In the current method (POD/SF) the quantitative level of uncertainty is essentially unaddressed, with RBOELs it is out in the open and explicitly indicated.   Indeed, this distinction may lie at the heart of why RBOELs (particularly for non-carcinogens) have not gained any traction within our profession.

It does not take a genius to predict that, using most currently available data, an RBOEL at a target risk of 1 in 1000 at will have a large error band; that is, a large range of risk exists around that 1 in 1000 prediction.   Even more potentially troubling, the risk range predicted using this methodology with many, if not most, of the data associated with current OEL values will be quite high when viewing the top of any reasonably constructed error band.

So what might be done to fix this admitted difficult situation?   I have always thought that the solution to large error bands was confident scientific knowledge.   In this case it would be knowledge of what is actually happening at the human tissue level in target organs during exposure at the OEL.   My sense is that this will only happen when we apply the science of molecular/genetic biology to the questions at hand.  In the past 10 years there has been an explosion of this type of research; unfortunately, I do not know of any specific application of this type of research to our questions today regarding OELs.    Indeed, these scientists in general do not come to our conferences around exposure assessment and even toxicolgoy and, as far as I can tell, there is little relevant interdisciplinary activity in this area.
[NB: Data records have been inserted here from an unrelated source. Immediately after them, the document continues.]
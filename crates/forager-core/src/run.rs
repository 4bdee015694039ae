use std::fmt;
use std::str::FromStr;

use chrono::{DateTime, Utc};
use serde::{Deserialize, Serialize};
use uuid::Uuid;

/// Status of one scrape run.
#[derive(Debug, Clone, Copy, PartialEq, Eq, Serialize, Deserialize)]
#[serde(rename_all = "lowercase")]
pub enum RunStatus {
    Running,
    Success,
    Error,
}

impl RunStatus {
    pub fn as_str(&self) -> &'static str {
        match self {
            RunStatus::Running => "running",
            RunStatus::Success => "success",
            RunStatus::Error => "error",
        }
    }

    pub fn is_terminal(&self) -> bool {
        matches!(self, RunStatus::Success | RunStatus::Error)
    }
}

impl fmt::Display for RunStatus {
    fn fmt(&self, f: &mut fmt::Formatter<'_>) -> fmt::Result {
        write!(f, "{}", self.as_str())
    }
}

impl FromStr for RunStatus {
    type Err = String;

    fn from_str(s: &str) -> Result<Self, Self::Err> {
        match s.to_lowercase().as_str() {
            "running" => Ok(RunStatus::Running),
            "success" => Ok(RunStatus::Success),
            "error" => Ok(RunStatus::Error),
            _ => Err(format!("Unknown run status: {}", s)),
        }
    }
}

/// One pipeline invocation for one source, with its ordered diagnostic log.
///
/// Created at run start with status `running`, appended to during the run,
/// finalized exactly once to `success` or `error`. `completed_at` is set
/// exactly when the status is terminal.
#[derive(Debug, Clone, Serialize, Deserialize)]
pub struct ScrapeRun {
    pub id: Uuid,
    pub source_id: Uuid,
    pub status: RunStatus,
    pub started_at: DateTime<Utc>,
    pub completed_at: Option<DateTime<Utc>>,
    pub jobs_found: u32,
    pub jobs_inserted: u32,
    pub error_message: Option<String>,
    pub log_entries: Vec<String>,
    pub created_at: DateTime<Utc>,
}

/// Result reported to the caller after a successful run.
#[derive(Debug, Clone, Copy)]
pub struct RunOutcome {
    pub run_id: Uuid,
    pub jobs_found: u32,
    pub jobs_inserted: u32,
}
The bottom line today is that we are all people of good faith working in the trenches to do the best we can with the data we have.  In general, we are forced to deal with this situation without the power to feed the process what it needs most; namely, research resources (spelled M-O-N-E-Y) and data.  The individuals with the real power to allocate or otherwise control the resources to be applied to the entire problem do not have the specific task of setting OELs.   They appear to have a lot on their plate and one of their primary motivations seems to be cost control.  Perhaps, we have simply failed to sell it or indeed, we ourselves also may not realize there is a problem.

For the most part these decision makers are probably satisfied with the current system; however, I personally am not.  In my opinion, using the current system we are most likely adequately controlling most of the risk to worker health from exposure.   The fact remains, however, that we are being surprised at a fairly predictable rate with dangers we failed to address as we were with popcorn fragrance.   Over the years we have been repeatedly “surprised” as the vast majority of OEL changes have been in the direction of significant reduction.  

 

When problems relative to any OEL being too high find us, it is too late for those adversely effected and we as risk assessor or risk manager have failed.    Given this history, I am convinced that there are exposures around current OELs that are ultimately causing adverse health effects in workers.   How much danger is out there and how important it might be to proactively address it is a matter of personal perspective.    I believe that there is currently enough danger and opportunity to avoid adverse health effects to spur us to do better.

The use of RBOELs could be seen as the first step in improving the system.   My sense is that exposing the uncertainty around the estimated quantitative risk at OEL (RBOELs) will drive getting more data as the stakeholders in the process first see these numbers and then confront this scientific and political reality by addressing the uncertainty with more resources and data.